The reason we were able to ensure that no patients went without Ig products is because we manage a national formulary, collaborating with provincial and territorial governments, as well as patient and clinician groups. From my perspective as a practicing pharmacist, drug shortages occur on a regular basis. There are close to 2,000 shortages in Canada as we speak, and in some cases patients have to go without. It was gratifying to see that during the SCIg shortage, patient care was not interrupted, thanks to coordinated management with our providers and other key players.
How do you ensure overall security of supply?
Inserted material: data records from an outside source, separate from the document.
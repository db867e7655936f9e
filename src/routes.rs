use actix_multipart::Multipart;
use actix_web::{delete, error, get, post, put, web, HttpResponse, Responder};
use chrono::{NaiveDate, Utc};

use crate::availability::{self, AvailabilityQuery};
use crate::bookings;
use crate::catalog;
use crate::db::DbPool;
use crate::error::AppError;
use crate::forms::{self, PROOF_FIELD};
use crate::identity::{require_admin, Identity};
use crate::models::ApiResponse;
use crate::multipart::read_form;
use crate::storage::{content_type_for, BlobStore, MAX_PROOF_BYTES};
use crate::validation::is_booking_reference;

fn today() -> NaiveDate {
    Utc::now().date_naive()
}

/// Malformed references can never match a booking, so they are answered
/// without a database round trip.
fn checked_reference(raw: String) -> Result<String, AppError> {
    if is_booking_reference(&raw) {
        Ok(raw)
    } else {
        Err(AppError::NotFound("booking"))
    }
}

#[get("/rooms")]
async fn list_rooms(pool: web::Data<DbPool>) -> actix_web::Result<impl Responder> {
    let rooms = web::block(move || {
        let mut conn = pool.get()?;
        catalog::list_rooms(&mut conn)
    })
    .await??;

    Ok(HttpResponse::Ok().json(rooms))
}

#[get("/rooms/{id}")]
async fn show_room(pool: web::Data<DbPool>, path: web::Path<i64>) -> actix_web::Result<impl Responder> {
    let room_id = path.into_inner();

    let room = web::block(move || {
        let mut conn = pool.get()?;
        let (room, room_type) = catalog::get_room(&mut conn, room_id)?;
        catalog::room_details(&room, &room_type)
    })
    .await??;

    Ok(HttpResponse::Ok().json(room))
}

#[get("/available-rooms")]
async fn available_rooms(
    pool: web::Data<DbPool>,
    query: web::Query<AvailabilityQuery>,
) -> actix_web::Result<impl Responder> {
    let (stay, party) = query.validate()?;

    let rooms = web::block(move || {
        let mut conn = pool.get()?;
        availability::find_available_rooms(&mut conn, &stay, &party)
    })
    .await??;

    Ok(HttpResponse::Ok().json(rooms))
}

#[post("/bookings")]
async fn create_booking(
    pool: web::Data<DbPool>,
    store: web::Data<dyn BlobStore>,
    identity: Identity,
    payload: Multipart,
) -> actix_web::Result<impl Responder> {
    let form = read_form(payload, MAX_PROOF_BYTES).await?;
    let request = forms::create_request(&form, identity.user_id())?;
    let today = today();

    let view = web::block(move || {
        let mut conn = pool.get()?;
        let booking = bookings::create_booking(&mut conn, store.get_ref(), &request, form.file(PROOF_FIELD))?;
        bookings::get_booking_details(&mut conn, store.get_ref(), &booking.booking_reference, None, today)
    })
    .await??;

    Ok(HttpResponse::Created().json(view))
}

#[get("/bookings/{reference}")]
async fn show_booking(
    pool: web::Data<DbPool>,
    store: web::Data<dyn BlobStore>,
    path: web::Path<String>,
) -> actix_web::Result<impl Responder> {
    let reference = checked_reference(path.into_inner())?;
    let today = today();

    let view = web::block(move || {
        let mut conn = pool.get()?;
        bookings::get_booking_details(&mut conn, store.get_ref(), &reference, None, today)
    })
    .await??;

    Ok(HttpResponse::Ok().json(view))
}

#[get("/my/bookings")]
async fn my_bookings(pool: web::Data<DbPool>, identity: Identity) -> actix_web::Result<impl Responder> {
    let user_id = identity.require()?;
    let today = today();

    let list = web::block(move || {
        let mut conn = pool.get()?;
        bookings::list_user_bookings(&mut conn, user_id, today)
    })
    .await??;

    Ok(HttpResponse::Ok().json(list))
}

#[get("/my/bookings/{reference}")]
async fn my_booking(
    pool: web::Data<DbPool>,
    store: web::Data<dyn BlobStore>,
    identity: Identity,
    path: web::Path<String>,
) -> actix_web::Result<impl Responder> {
    let user_id = identity.require()?;
    let reference = checked_reference(path.into_inner())?;
    let today = today();

    let view = web::block(move || {
        let mut conn = pool.get()?;
        bookings::get_booking_details(&mut conn, store.get_ref(), &reference, Some(user_id), today)
    })
    .await??;

    Ok(HttpResponse::Ok().json(view))
}

#[post("/my/bookings/{reference}/cancel")]
async fn cancel_my_booking(
    pool: web::Data<DbPool>,
    store: web::Data<dyn BlobStore>,
    identity: Identity,
    path: web::Path<String>,
) -> actix_web::Result<impl Responder> {
    let user_id = identity.require()?;
    let reference = checked_reference(path.into_inner())?;
    let today = today();

    let view = web::block(move || {
        let mut conn = pool.get()?;
        bookings::cancel_booking(&mut conn, &reference, Some(user_id), today)?;
        bookings::get_booking_details(&mut conn, store.get_ref(), &reference, Some(user_id), today)
    })
    .await??;

    Ok(HttpResponse::Ok().json(view))
}

#[get("/my/dashboard")]
async fn my_dashboard(pool: web::Data<DbPool>, identity: Identity) -> actix_web::Result<impl Responder> {
    let user_id = identity.require()?;
    let today = today();

    let dashboard = web::block(move || {
        let mut conn = pool.get()?;
        bookings::user_dashboard(&mut conn, user_id, today)
    })
    .await??;

    Ok(HttpResponse::Ok().json(dashboard))
}

#[get("/admin/bookings")]
async fn admin_bookings(pool: web::Data<DbPool>, identity: Identity) -> actix_web::Result<impl Responder> {
    identity.require()?;
    let today = today();

    let list = web::block(move || {
        let mut conn = pool.get()?;
        require_admin(&mut conn, identity)?;
        bookings::list_all_bookings(&mut conn, today)
    })
    .await??;

    Ok(HttpResponse::Ok().json(list))
}

#[get("/admin/bookings/{reference}")]
async fn admin_booking(
    pool: web::Data<DbPool>,
    store: web::Data<dyn BlobStore>,
    identity: Identity,
    path: web::Path<String>,
) -> actix_web::Result<impl Responder> {
    identity.require()?;
    let reference = checked_reference(path.into_inner())?;
    let today = today();

    let view = web::block(move || {
        let mut conn = pool.get()?;
        require_admin(&mut conn, identity)?;
        bookings::get_booking_details(&mut conn, store.get_ref(), &reference, None, today)
    })
    .await??;

    Ok(HttpResponse::Ok().json(view))
}

#[put("/admin/bookings/{reference}")]
async fn admin_update_booking(
    pool: web::Data<DbPool>,
    store: web::Data<dyn BlobStore>,
    identity: Identity,
    path: web::Path<String>,
    payload: Multipart,
) -> actix_web::Result<impl Responder> {
    identity.require()?;
    let reference = checked_reference(path.into_inner())?;
    let form = read_form(payload, MAX_PROOF_BYTES).await?;
    let patch = forms::booking_patch(&form)?;
    let today = today();

    let view = web::block(move || {
        let mut conn = pool.get()?;
        let admin = require_admin(&mut conn, identity)?;
        bookings::update_booking(&mut conn, store.get_ref(), &reference, &patch, form.file(PROOF_FIELD))?;
        log::info!("booking {} edited by administrator {}", reference, admin.id);
        bookings::get_booking_details(&mut conn, store.get_ref(), &reference, None, today)
    })
    .await??;

    Ok(HttpResponse::Ok().json(view))
}

#[delete("/admin/bookings/{reference}")]
async fn admin_delete_booking(
    pool: web::Data<DbPool>,
    store: web::Data<dyn BlobStore>,
    identity: Identity,
    path: web::Path<String>,
) -> actix_web::Result<impl Responder> {
    identity.require()?;
    let reference = checked_reference(path.into_inner())?;

    let deleted = web::block(move || {
        let mut conn = pool.get()?;
        require_admin(&mut conn, identity)?;
        bookings::delete_booking(&mut conn, store.get_ref(), &reference)
    })
    .await??;

    Ok(HttpResponse::Ok().json(ApiResponse {
        message: format!("Booking {} deleted successfully", deleted.booking_reference),
    }))
}

#[get("/storage/{path:.*}")]
async fn stored_file(
    store: web::Data<dyn BlobStore>,
    path: web::Path<String>,
) -> actix_web::Result<impl Responder> {
    let path = path.into_inner();
    let content_type = content_type_for(&path);

    let bytes = web::block(move || store.read(&path)).await??;

    Ok(HttpResponse::Ok().content_type(content_type).body(bytes))
}

/// Register every route plus the extractor configuration they rely on.
pub fn configure(cfg: &mut web::ServiceConfig) {
    cfg.app_data(web::QueryConfig::default().error_handler(|err, _req| {
        let response = HttpResponse::UnprocessableEntity().json(ApiResponse {
            message: err.to_string(),
        });
        error::InternalError::from_response(err, response).into()
    }))
    .service(list_rooms)
    .service(show_room)
    .service(available_rooms)
    .service(create_booking)
    .service(show_booking)
    .service(my_bookings)
    .service(my_booking)
    .service(cancel_my_booking)
    .service(my_dashboard)
    .service(admin_bookings)
    .service(admin_booking)
    .service(admin_update_booking)
    .service(admin_delete_booking)
    .service(stored_file);
}

#[cfg(test)]
mod tests {
    use std::sync::Arc;
    use std::time::Duration;

    use actix_web::{http::StatusCode, test, App};
    use diesel::r2d2::{ConnectionManager, Pool};

    use super::*;
    use crate::storage::LocalDiskStore;

    const BOUNDARY: &str = "----innkeeper-test";

    // never connects; every request exercised here fails before needing it
    fn idle_pool() -> DbPool {
        let manager = ConnectionManager::new("postgres://localhost:1/unreachable");
        Pool::builder()
            .min_idle(Some(0))
            .connection_timeout(Duration::from_millis(200))
            .build_unchecked(manager)
    }

    fn multipart_body(fields: &[(&str, &str)]) -> String {
        let mut body = String::new();
        for (name, value) in fields {
            body.push_str(&format!(
                "--{BOUNDARY}\r\nContent-Disposition: form-data; name=\"{name}\"\r\n\r\n{value}\r\n"
            ));
        }
        body.push_str(&format!("--{BOUNDARY}--\r\n"));
        body
    }

    macro_rules! app {
        ($dir:expr) => {{
            let store: Arc<dyn BlobStore> = Arc::new(LocalDiskStore::new($dir, "http://localhost:8080"));
            test::init_service(
                App::new()
                    .app_data(web::Data::new(idle_pool()))
                    .app_data(web::Data::from(store))
                    .configure(configure),
            )
            .await
        }};
    }

    #[actix_web::test]
    async fn inverted_dates_are_unprocessable() {
        let dir = tempfile::tempdir().unwrap();
        let app = app!(dir.path());
        let req = test::TestRequest::get()
            .uri("/available-rooms?check_in=2025-06-03&check_out=2025-06-01&adults=2")
            .to_request();
        let resp = test::call_service(&app, req).await;
        assert_eq!(resp.status(), StatusCode::UNPROCESSABLE_ENTITY);

        let body: serde_json::Value = test::read_body_json(resp).await;
        assert!(body["errors"]["checkOut"].is_array());
    }

    #[actix_web::test]
    async fn malformed_query_is_unprocessable() {
        let dir = tempfile::tempdir().unwrap();
        let app = app!(dir.path());
        let req = test::TestRequest::get()
            .uri("/available-rooms?check_in=soon&adults=2")
            .to_request();
        let resp = test::call_service(&app, req).await;
        assert_eq!(resp.status(), StatusCode::UNPROCESSABLE_ENTITY);
    }

    #[actix_web::test]
    async fn booking_without_proof_is_rejected() {
        let dir = tempfile::tempdir().unwrap();
        let app = app!(dir.path());
        let body = multipart_body(&[
            ("checkIn", "2025-06-01"),
            ("checkOut", "2025-06-03"),
            ("adults", "2"),
            ("roomId", "1"),
            ("paymentMethod", "gcash"),
            ("guestInfo[fullName]", "Maria Santos"),
            ("guestInfo[email]", "maria@example.com"),
            ("guestInfo[phone]", "09171234567"),
            ("guestInfo[address]", "Manila"),
        ]);
        let req = test::TestRequest::post()
            .uri("/bookings")
            .insert_header((
                "content-type",
                format!("multipart/form-data; boundary={BOUNDARY}"),
            ))
            .set_payload(body)
            .to_request();
        let resp = test::call_service(&app, req).await;
        assert_eq!(resp.status(), StatusCode::UNPROCESSABLE_ENTITY);

        let body: serde_json::Value = test::read_body_json(resp).await;
        assert!(body["errors"]["paymentProof"].is_array());
        assert!(body["errors"].get("checkOut").is_none());
    }

    #[actix_web::test]
    async fn malformed_reference_is_not_found() {
        let dir = tempfile::tempdir().unwrap();
        let app = app!(dir.path());
        let req = test::TestRequest::get().uri("/bookings/abc").to_request();
        let resp = test::call_service(&app, req).await;
        assert_eq!(resp.status(), StatusCode::NOT_FOUND);
    }

    #[actix_web::test]
    async fn personal_and_admin_routes_need_identity() {
        let dir = tempfile::tempdir().unwrap();
        let app = app!(dir.path());
        for req in [
            test::TestRequest::get().uri("/admin/bookings").to_request(),
            test::TestRequest::delete().uri("/admin/bookings/ABCD1234").to_request(),
            test::TestRequest::get().uri("/my/bookings").to_request(),
            test::TestRequest::get().uri("/my/dashboard").to_request(),
            test::TestRequest::post().uri("/my/bookings/ABCD1234/cancel").to_request(),
        ] {
            let resp = test::call_service(&app, req).await;
            assert_eq!(resp.status(), StatusCode::UNAUTHORIZED);
        }
    }

    #[actix_web::test]
    async fn serves_stored_proofs() {
        let dir = tempfile::tempdir().unwrap();
        let disk = LocalDiskStore::new(dir.path(), "http://localhost:8080");
        let path = disk.put("bookings/payment_proofs", "scan.pdf", b"%PDF-1.4").unwrap();
        let app = app!(dir.path());

        let req = test::TestRequest::get().uri(&format!("/storage/{path}")).to_request();
        let resp = test::call_service(&app, req).await;
        assert_eq!(resp.status(), StatusCode::OK);
        assert_eq!(
            resp.headers().get("content-type").unwrap(),
            "application/pdf"
        );
        assert_eq!(test::read_body(resp).await.as_ref(), b"%PDF-1.4");

        let req = test::TestRequest::get()
            .uri("/storage/bookings/payment_proofs/missing.png")
            .to_request();
        let resp = test::call_service(&app, req).await;
        assert_eq!(resp.status(), StatusCode::NOT_FOUND);
    }
}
Some of the disorders treated with PPPs affect a relatively small number of patients, so we don’t have to keep a large supply on hand. And in the event of a disruption, there are typically several other multinational providers we can turn to for additional supplies. For products that we need in larger quantities, we’ll consider having contracts with more than one provider, but we have to weigh that against the advantage of being able to negotiate a lower unit cost from a single vendor. Also, if we do stock two similar drugs, there’s still the challenge of predicting whether one may turn out to be preferred by more patients or their doctors.
So all these factors make it hard to predict the future. It isn’t just a matter of doing a cost comparison between two options. Increasingly, the P/T health systems are considering the medical, scientific, economic and social aspects in a more holistic analysis.
What role do patients play in managing the formulary?
Clearly patients understand better than anyone what it’s like to live with their conditions, so what they feel is important must be seriously considered in our decision-making. We’re incorporating more patient consultations into the product selection process. And in our RFP evaluations, representatives of patient groups have a place at the table alongside physicians, health-care leaders and our own medical, financial and supply chain experts.
Moving forward, we expect the formulary will have even more input from patients and other stakeholders. As demand for PPPs continues to grow, we have to ensure that the right products are available while also making limited dollars go further and keeping the system sustainable. It’s a big challenge and one that we’ll only meet if we’re all working together.